The American River spring-run were never really lost. The river has always had modest numbers of these iconic salmon that attracted fishermen and even guides each spring to the lower river below Nimbus Dam. It wasn’t much of a secret. It was more common knowledge and a nice complement to spring shad and steelhead fishing. These spring-run salmon were generally believed to be strays from other Sacramento River spring-run streams and the Feather River Fish Hatchery.
The spring-run hung around all summer waiting to spawn. They concentrated at the outlet of Nimbus Dam. In late summer, CDFW would install the hatchery rack to force returning fall-run salmon into the old Nimbus Hatchery ladder. A mixture of spring-run and early returning fall-run were usually trapped above the rack immediately below Nimbus Dam. Most of these salmon died by the end of the fall spawning season without spawning. In some years, thousands of carcasses would pile up on the upper side of the rack, a hundred yards below the dam outlet. There was even a special carcass survey and tag return site designated for the rack site where “fall-backs” were counted and recorded in tag databases.

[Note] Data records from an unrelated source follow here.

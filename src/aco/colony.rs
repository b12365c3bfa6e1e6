//! Iteration controller.
//!
//! # Algorithm
//!
//! Each iteration:
//!
//! 1. `agent_count` agents build closed tours from the depot, reading the
//!    current pheromone and distance matrices.
//! 2. The global best is replaced on strict improvement only, scanning
//!    agents in order, so the earliest of several equal tours is kept. The
//!    first tour ever built is always taken, even if its length overflowed.
//! 3. Pheromone evaporates once, then every tour deposits `Q / L` on its
//!    edges.
//! 4. The iteration's shortest length is appended to the convergence log.
//!
//! Step 3 starts only after every agent of step 1 has returned.
//!
//! [`AntColony::step`] and [`AntColony::run`] share one `iteration_count`
//! budget: `run` only performs the iterations not already stepped.
//!
//! # Reproducibility
//!
//! The colony owns one master [`StdRng`]. Before step 1 it draws one `u64`
//! per agent and each agent walks with its own generator seeded from it.
//! Sequential and parallel runs with the same seed produce identical results.

use rand::rngs::StdRng;
use rand::{Rng, SeedableRng};
use rayon::prelude::*;
use serde::{Deserialize, Serialize};
use tracing::{debug, info};

use super::{construct_tour, AcoConfig, DepositMode, PheromoneMatrix, TransitionPolicy};
use crate::distance::DistanceMatrix;
use crate::error::AcoError;
use crate::models::Tour;

/// Tolerance used by [`DepositMode::Auto`] to decide symmetry.
pub const SYMMETRY_TOLERANCE: f64 = 1e-9;

/// Summary of one completed iteration.
#[derive(Debug, Clone, Copy, PartialEq, Serialize, Deserialize)]
pub struct IterationStats {
    /// Zero-based iteration index.
    pub iteration: usize,
    /// Shortest tour built in this iteration.
    pub iteration_best: f64,
    /// Best length found so far, this iteration included.
    pub best_length: f64,
}

/// Outcome of a full run.
#[derive(Debug, Clone, PartialEq, Serialize, Deserialize)]
pub struct AcoResult {
    /// Shortest tour found.
    pub best_tour: Tour,
    /// Its length.
    pub best_length: f64,
    /// Shortest length of each iteration, in order.
    pub convergence: Vec<f64>,
}

/// Ant colony optimizer for a single-depot closed tour.
///
/// # Examples
///
/// ```
/// use u_colony::aco::{AcoConfig, AntColony};
/// use u_colony::distance::DistanceMatrix;
///
/// let s = std::f64::consts::SQRT_2;
/// let dm = DistanceMatrix::from_rows(vec![
///     vec![0.0, 1.0, s, 1.0],
///     vec![1.0, 0.0, 1.0, s],
///     vec![s, 1.0, 0.0, 1.0],
///     vec![1.0, s, 1.0, 0.0],
/// ])
/// .unwrap();
/// let config = AcoConfig::default()
///     .with_agent_count(10)
///     .with_iteration_count(20)
///     .with_seed(42);
///
/// let result = AntColony::new(&dm, config).unwrap().run();
/// assert_eq!(result.best_length, 4.0);
/// assert_eq!(result.convergence.len(), 20);
/// ```
pub struct AntColony<'a> {
    distances: &'a DistanceMatrix,
    config: AcoConfig,
    symmetric_deposit: bool,
    pheromone: PheromoneMatrix,
    rng: StdRng,
    best_tour: Option<Tour>,
    best_length: f64,
    convergence: Vec<f64>,
}

impl<'a> AntColony<'a> {
    /// Validates inputs and creates a colony with fresh pheromone.
    pub fn new(distances: &'a DistanceMatrix, config: AcoConfig) -> Result<Self, AcoError> {
        distances.validate()?;
        config.validate(distances.size())?;

        let symmetric_deposit = match config.deposit_mode {
            DepositMode::Directed => false,
            DepositMode::Symmetric => true,
            DepositMode::Auto => distances.is_symmetric(SYMMETRY_TOLERANCE),
        };
        let rng = match config.seed {
            Some(seed) => StdRng::seed_from_u64(seed),
            None => StdRng::from_os_rng(),
        };

        Ok(Self {
            distances,
            symmetric_deposit,
            pheromone: PheromoneMatrix::new(distances.size(), config.initial_pheromone),
            rng,
            best_tour: None,
            best_length: f64::INFINITY,
            convergence: Vec::with_capacity(config.iteration_count),
            config,
        })
    }

    /// The configuration in use.
    pub fn config(&self) -> &AcoConfig {
        &self.config
    }

    /// Current pheromone levels.
    pub fn pheromone(&self) -> &PheromoneMatrix {
        &self.pheromone
    }

    /// Best tour so far, if any iteration has run.
    pub fn best_tour(&self) -> Option<&Tour> {
        self.best_tour.as_ref()
    }

    /// Best length so far (`+∞` before the first iteration).
    pub fn best_length(&self) -> f64 {
        self.best_length
    }

    /// Per-iteration best lengths recorded so far.
    pub fn convergence(&self) -> &[f64] {
        &self.convergence
    }

    /// Whether deposits reinforce both edge directions.
    pub fn deposits_symmetric(&self) -> bool {
        self.symmetric_deposit
    }

    /// Runs one iteration and returns its summary.
    pub fn step(&mut self) -> IterationStats {
        let seeds: Vec<u64> = (0..self.config.agent_count)
            .map(|_| self.rng.random())
            .collect();
        let tours = self.construct_tours(&seeds);

        for (tour, length) in &tours {
            if self.best_tour.is_none() || *length < self.best_length {
                self.best_length = *length;
                self.best_tour = Some(tour.clone());
            }
        }

        self.pheromone.evaporate(self.config.evaporation_rate);
        let q = self.config.deposit_constant;
        for (tour, length) in &tours {
            if self.symmetric_deposit {
                self.pheromone.deposit_symmetric(tour, *length, q);
            } else {
                self.pheromone.deposit(tour, *length, q);
            }
        }

        let iteration_best = tours
            .iter()
            .map(|(_, length)| *length)
            .fold(f64::INFINITY, f64::min);
        self.convergence.push(iteration_best);

        let stats = IterationStats {
            iteration: self.convergence.len() - 1,
            iteration_best,
            best_length: self.best_length,
        };
        debug!(
            iteration = stats.iteration,
            iteration_best,
            best_length = self.best_length,
            "iteration complete"
        );
        stats
    }

    /// Runs the iterations left of `iteration_count` and returns the best
    /// tour found.
    ///
    /// Iterations already driven through [`step`](Self::step) count toward
    /// the budget, so the convergence log never exceeds `iteration_count`
    /// unless `step` alone was called more often.
    pub fn run(self) -> AcoResult {
        self.run_with(|_| {})
    }

    /// Like [`run`](Self::run), calling `observer` after every iteration.
    pub fn run_with<F>(mut self, mut observer: F) -> AcoResult
    where
        F: FnMut(&IterationStats),
    {
        info!(
            locations = self.distances.size(),
            agents = self.config.agent_count,
            iterations = self.config.iteration_count,
            already_run = self.convergence.len(),
            symmetric_deposit = self.symmetric_deposit,
            parallel = self.config.parallel,
            "starting ant colony run"
        );

        let remaining = self
            .config
            .iteration_count
            .saturating_sub(self.convergence.len());
        for _ in 0..remaining {
            let stats = self.step();
            observer(&stats);
        }

        let best_tour = self
            .best_tour
            .expect("a validated configuration builds at least one tour");
        info!(best_length = self.best_length, "ant colony run finished");

        AcoResult {
            best_tour,
            best_length: self.best_length,
            convergence: self.convergence,
        }
    }

    fn construct_tours(&self, seeds: &[u64]) -> Vec<(Tour, f64)> {
        let policy = TransitionPolicy::new(
            &self.pheromone,
            self.distances,
            self.config.alpha,
            self.config.beta,
        );
        let depot = self.config.depot_index;
        let walk = |&seed: &u64| construct_tour(&policy, depot, &mut StdRng::seed_from_u64(seed));

        if self.config.parallel {
            seeds.par_iter().map(walk).collect()
        } else {
            seeds.iter().map(walk).collect()
        }
    }
}

/// Builds a colony for `distances` and runs it to completion.
///
/// # Examples
///
/// ```
/// use u_colony::aco::{solve, AcoConfig};
/// use u_colony::distance::DistanceMatrix;
///
/// let dm = DistanceMatrix::new(1);
/// let result = solve(&dm, AcoConfig::default().with_seed(1)).unwrap();
/// assert_eq!(result.best_tour.path(), &[0, 0]);
/// assert_eq!(result.best_length, 0.0);
/// ```
pub fn solve(distances: &DistanceMatrix, config: AcoConfig) -> Result<AcoResult, AcoError> {
    Ok(AntColony::new(distances, config)?.run())
}
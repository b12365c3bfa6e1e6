//! Domain model types.
//!
//! Provides closed tours over a distance matrix, plus named geographic
//! locations and the source abstraction that supplies them.

mod location;
mod tour;

pub use location::{
    load_or_synthetic, synthetic_locations, Location, LocationSource, SourceError,
    SYNTHETIC_CENTER_LAT, SYNTHETIC_CENTER_LON, SYNTHETIC_SPREAD_DEG,
};
pub use tour::Tour;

The “waste” of these salmon was a concern that played a part in the decade-long design and construction of the new hatchery fish ladder and retirement of the hatchery rack in 2022.
The end of the rack problem created a new problem: what to do with the early-arriving stray spring-run that collect below Nimbus Dam near the entrance to the new fish ladder. These spring-run salmon must now either wait for the November opening of the new hatchery ladder or spawn in the river after it cools in November.
The new norm is to allowing them into the ladder in November and count and spawn them as fall-run. The problem with this approach is that it creates a problem not unlike that which occurs at the Feather River Fish Hatchery – interbreeding of fall-run and spring-run.
I suggest CDFW and Reclamation change this strategy: operate the new ladder in spring to capture the stray spring-run to restore the once-prolific American River spring-run salmon population. Adult spring run could be collected and sorted in the Nimbus Hatchery and then trucked up I-80 to the Middle Fork of the American River upstream of Folsom Reservoir, as the first stage of a trap-and-haul recovery project. The second stage would be collecting-trapping juvenile salmon in the Middle Fork and bringing them back to the lower river for release. Hopefully those released would begin to contribute to a new more genetically pure race of American River spring-run salmon.
A poor second choice would be for CDFW to separate the two American River runs like they now do at the Feather River Fish Hatchery.